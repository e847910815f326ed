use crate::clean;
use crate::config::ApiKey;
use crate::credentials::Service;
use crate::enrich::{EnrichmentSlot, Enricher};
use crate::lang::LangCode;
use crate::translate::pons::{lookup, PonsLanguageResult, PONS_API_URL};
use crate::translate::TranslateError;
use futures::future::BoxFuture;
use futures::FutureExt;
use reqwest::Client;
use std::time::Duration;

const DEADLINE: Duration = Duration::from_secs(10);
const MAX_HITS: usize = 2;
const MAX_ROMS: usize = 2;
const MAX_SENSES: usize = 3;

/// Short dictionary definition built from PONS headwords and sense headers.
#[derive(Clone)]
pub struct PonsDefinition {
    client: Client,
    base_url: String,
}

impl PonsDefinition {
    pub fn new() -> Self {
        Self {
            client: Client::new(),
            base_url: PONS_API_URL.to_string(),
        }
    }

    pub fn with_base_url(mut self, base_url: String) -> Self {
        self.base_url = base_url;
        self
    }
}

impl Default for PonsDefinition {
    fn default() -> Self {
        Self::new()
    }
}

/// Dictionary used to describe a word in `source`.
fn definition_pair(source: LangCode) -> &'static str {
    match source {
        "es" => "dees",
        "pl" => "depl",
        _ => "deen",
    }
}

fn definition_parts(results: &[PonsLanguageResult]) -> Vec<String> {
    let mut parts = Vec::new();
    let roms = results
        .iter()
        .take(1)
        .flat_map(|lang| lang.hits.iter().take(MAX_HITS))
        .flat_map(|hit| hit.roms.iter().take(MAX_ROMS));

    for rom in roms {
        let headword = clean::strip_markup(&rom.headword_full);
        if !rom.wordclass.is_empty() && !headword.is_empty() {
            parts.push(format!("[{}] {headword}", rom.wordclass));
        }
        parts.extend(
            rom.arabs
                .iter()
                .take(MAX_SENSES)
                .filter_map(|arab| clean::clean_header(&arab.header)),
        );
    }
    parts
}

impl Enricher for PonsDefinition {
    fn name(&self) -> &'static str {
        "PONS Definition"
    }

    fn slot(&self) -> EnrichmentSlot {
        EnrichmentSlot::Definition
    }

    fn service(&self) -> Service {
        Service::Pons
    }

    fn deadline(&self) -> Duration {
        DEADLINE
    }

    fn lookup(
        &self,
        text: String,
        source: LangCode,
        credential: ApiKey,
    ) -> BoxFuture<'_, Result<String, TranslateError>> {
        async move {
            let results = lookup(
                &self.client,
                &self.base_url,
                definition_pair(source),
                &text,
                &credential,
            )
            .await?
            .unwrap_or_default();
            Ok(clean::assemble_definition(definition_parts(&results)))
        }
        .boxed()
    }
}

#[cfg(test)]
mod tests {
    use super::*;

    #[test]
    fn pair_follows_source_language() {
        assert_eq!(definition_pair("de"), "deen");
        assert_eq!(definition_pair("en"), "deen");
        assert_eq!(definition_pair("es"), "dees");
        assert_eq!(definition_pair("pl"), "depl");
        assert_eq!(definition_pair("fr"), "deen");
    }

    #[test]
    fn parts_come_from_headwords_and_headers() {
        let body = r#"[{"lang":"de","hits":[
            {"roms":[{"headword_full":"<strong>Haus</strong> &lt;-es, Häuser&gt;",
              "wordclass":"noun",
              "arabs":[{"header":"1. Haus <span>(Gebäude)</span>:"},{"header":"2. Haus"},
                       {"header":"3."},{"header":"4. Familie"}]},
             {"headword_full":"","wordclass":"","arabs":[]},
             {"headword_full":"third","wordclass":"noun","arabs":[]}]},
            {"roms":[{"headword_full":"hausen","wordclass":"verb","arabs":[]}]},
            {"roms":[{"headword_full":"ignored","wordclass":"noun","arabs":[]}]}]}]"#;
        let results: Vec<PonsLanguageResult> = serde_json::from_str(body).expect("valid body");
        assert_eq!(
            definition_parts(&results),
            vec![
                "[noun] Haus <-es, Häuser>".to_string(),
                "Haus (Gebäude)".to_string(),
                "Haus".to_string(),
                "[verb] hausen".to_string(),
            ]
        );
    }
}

* * *

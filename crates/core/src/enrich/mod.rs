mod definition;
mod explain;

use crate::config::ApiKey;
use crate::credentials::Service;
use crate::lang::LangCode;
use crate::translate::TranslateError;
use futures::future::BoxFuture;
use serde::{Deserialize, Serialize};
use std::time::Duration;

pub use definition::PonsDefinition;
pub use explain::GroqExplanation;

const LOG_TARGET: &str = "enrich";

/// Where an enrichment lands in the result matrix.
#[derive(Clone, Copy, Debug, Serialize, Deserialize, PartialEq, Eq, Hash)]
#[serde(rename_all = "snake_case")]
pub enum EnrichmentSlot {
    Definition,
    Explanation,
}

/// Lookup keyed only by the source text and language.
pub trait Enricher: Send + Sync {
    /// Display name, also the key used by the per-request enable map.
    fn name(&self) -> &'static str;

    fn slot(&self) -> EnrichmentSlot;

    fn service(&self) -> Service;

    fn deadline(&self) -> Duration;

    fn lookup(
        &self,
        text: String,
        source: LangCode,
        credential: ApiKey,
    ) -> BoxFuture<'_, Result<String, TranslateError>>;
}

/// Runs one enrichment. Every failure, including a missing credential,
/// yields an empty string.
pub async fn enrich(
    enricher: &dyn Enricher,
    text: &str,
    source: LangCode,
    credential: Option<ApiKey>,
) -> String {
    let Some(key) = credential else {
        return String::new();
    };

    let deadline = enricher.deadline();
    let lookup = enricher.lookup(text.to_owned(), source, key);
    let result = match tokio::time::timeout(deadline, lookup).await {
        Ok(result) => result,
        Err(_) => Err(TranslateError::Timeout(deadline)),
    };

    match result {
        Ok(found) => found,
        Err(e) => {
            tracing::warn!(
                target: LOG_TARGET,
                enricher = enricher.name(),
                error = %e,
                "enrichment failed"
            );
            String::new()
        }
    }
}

_PROBLEM:_
Which lines above run from the one containing "const LOG_TARGET: &str" to the one containing "let deadline = enricher.deadline();"? Give them again exactly, both ends included.

_SOLUTION TO THE EXERCISE:_
const LOG_TARGET: &str = "enrich";

/// Where an enrichment lands in the result matrix.
#[derive(Clone, Copy, Debug, Serialize, Deserialize, PartialEq, Eq, Hash)]
#[serde(rename_all = "snake_case")]
pub enum EnrichmentSlot {
    Definition,
    Explanation,
}

/// Lookup keyed only by the source text and language.
pub trait Enricher: Send + Sync {
    /// Display name, also the key used by the per-request enable map.
    fn name(&self) -> &'static str;

    fn slot(&self) -> EnrichmentSlot;

    fn service(&self) -> Service;

    fn deadline(&self) -> Duration;

    fn lookup(
        &self,
        text: String,
        source: LangCode,
        credential: ApiKey,
    ) -> BoxFuture<'_, Result<String, TranslateError>>;
}

/// Runs one enrichment. Every failure, including a missing credential,
/// yields an empty string.
pub async fn enrich(
    enricher: &dyn Enricher,
    text: &str,
    source: LangCode,
    credential: Option<ApiKey>,
) -> String {
    let Some(key) = credential else {
        return String::new();
    };

    let deadline = enricher.deadline();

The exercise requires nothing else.